Scientists at Naresuan University in Thailand have been able to predict the future of planet Earth when the sun dies.
What will happen to our beloved planet Earth when the sun dies? This is the question asked by Amornrat Aungwerojwit, a physicist from Naresuan University in Thailand. According to the analysis of white dwarf stars, carried out by a whole team of scientists from this Thai University, the agony of the sun will quite simply trigger real carnage in the solar system. An unprecedented event that could take the Earth with it.
First of all, it is Mercury and Venus which will disappear into the innermost circle of the solar system. The two planets will tear apart and be “devoured” by the sun. For its part, Earth has a tiny hope of survival, which rests on how its orbit will evolve in relation to the decreasing mass of the sun and the changing interactions between the planets. “Whether or not the Earth can move away fast enough before the sun can catch up and burn up is unclear,” says academic Boris Gänsicke, of the University of Warwick in the United Kingdom. In the best case scenario, if the Earth remained, it would still lose its atmosphere and its oceans. In other words, the “blue planet” would simply be unlivable.
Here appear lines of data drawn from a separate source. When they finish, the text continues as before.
//! The seam between orchestration logic and the host.
//!
//! Scanner and executor never spawn processes directly; they go through a
//! [`CommandRunner`]. [`SystemRunner`] is the production implementation;
//! [`MockRunner`](super::MockRunner) records everything for tests.

use std::path::PathBuf;

use crate::error::Result;
use crate::requirements::overlay::EnvironmentOverlay;

use super::command::{execute, CommandOptions, CommandResult, Invocation};

/// Host operations needed to scan for and install dependencies.
pub trait CommandRunner {
    /// Locate a program on the overlay's search path.
    fn locate(&self, program: &str, overlay: &EnvironmentOverlay) -> Option<PathBuf>;

    /// Run a query command with captured output (version checks).
    fn capture(&self, invocation: &Invocation, overlay: &EnvironmentOverlay)
        -> Result<CommandResult>;

    /// Run an install command with inherited stdio, blocking until it exits.
    fn run(&self, invocation: &Invocation, overlay: &EnvironmentOverlay) -> Result<CommandResult>;
}

/// Runs real subprocesses.
#[derive(Debug, Default, Clone, Copy)]
pub struct SystemRunner;

impl SystemRunner {
    /// Resolve the program against the overlay so children launched by
    /// bare name see freshly installed tools.
    fn resolved(&self, invocation: &Invocation, overlay: &EnvironmentOverlay) -> Invocation {
        match overlay.which(&invocation.program) {
            Some(path) => Invocation {
                program: path.to_string_lossy().into_owned(),
                args: invocation.args.clone(),
            },
            None => invocation.clone(),
        }
    }
}

impl CommandRunner for SystemRunner {
    fn locate(&self, program: &str, overlay: &EnvironmentOverlay) -> Option<PathBuf> {
        overlay.which(program)
    }

    fn capture(
        &self,
        invocation: &Invocation,
        overlay: &EnvironmentOverlay,
    ) -> Result<CommandResult> {
        let options = CommandOptions {
            search_path: overlay.child_path(),
            capture_stdout: true,
            capture_stderr: true,
            ..Default::default()
        };
        execute(&self.resolved(invocation, overlay), &options)
    }

    fn run(&self, invocation: &Invocation, overlay: &EnvironmentOverlay) -> Result<CommandResult> {
        let options = CommandOptions {
            search_path: overlay.child_path(),
            ..Default::default()
        };
        execute(&self.resolved(invocation, overlay), &options)
    }
}

#[cfg(test)]
mod tests {
    use super::*;

    #[cfg(unix)]
    #[test]
    fn system_runner_captures_version_output() {
        let overlay = EnvironmentOverlay::new(
            crate::requirements::overlay::parse_system_path(),
            None,
        );
        let result = SystemRunner
            .capture(&Invocation::new("sh", ["-c", "echo 1.2.3"]), &overlay)
            .unwrap();
        assert!(result.success);
        assert_eq!(result.stdout.trim(), "1.2.3");
    }

    #[test]
    fn system_runner_locate_misses_unknown_program() {
        let overlay = EnvironmentOverlay::new(
            crate::requirements::overlay::parse_system_path(),
            None,
        );
        assert!(SystemRunner
            .locate("definitely-not-a-real-program-3f9a", &overlay)
            .is_none());
    }
}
To arrive at this theory, staff at Naresuan University therefore base themselves on the observation of white dwarf stars, and more particularly the evolution of their luminosity. Fluctuations in starlight can mean many things, but if they are regular, the increase and decrease in intensity can suggest that something is orbiting the star, periodically blocking part of its light. “Previous research had shown that when asteroids, moons and planets approach white dwarfs,” says Aungwerojwit, “the enormous gravity of these stars tears these small planetary bodies into smaller and smaller pieces” until their disappearance, probably sucked inside a white dwarf.
“The sad news is that Earth will likely be swallowed up by an expanding sun, before becoming a white dwarf,” says Gänsicke. “For the rest of the solar system, some of the asteroids between Mars and Jupiter, and perhaps some of Jupiter’s moons, could be dislodged and come close enough to the possible white dwarf to undergo the shredding process we have studied “, he concludes. But rest assured, the oceans and the Earth will melt in about a billion years, well before the sun gets to that point.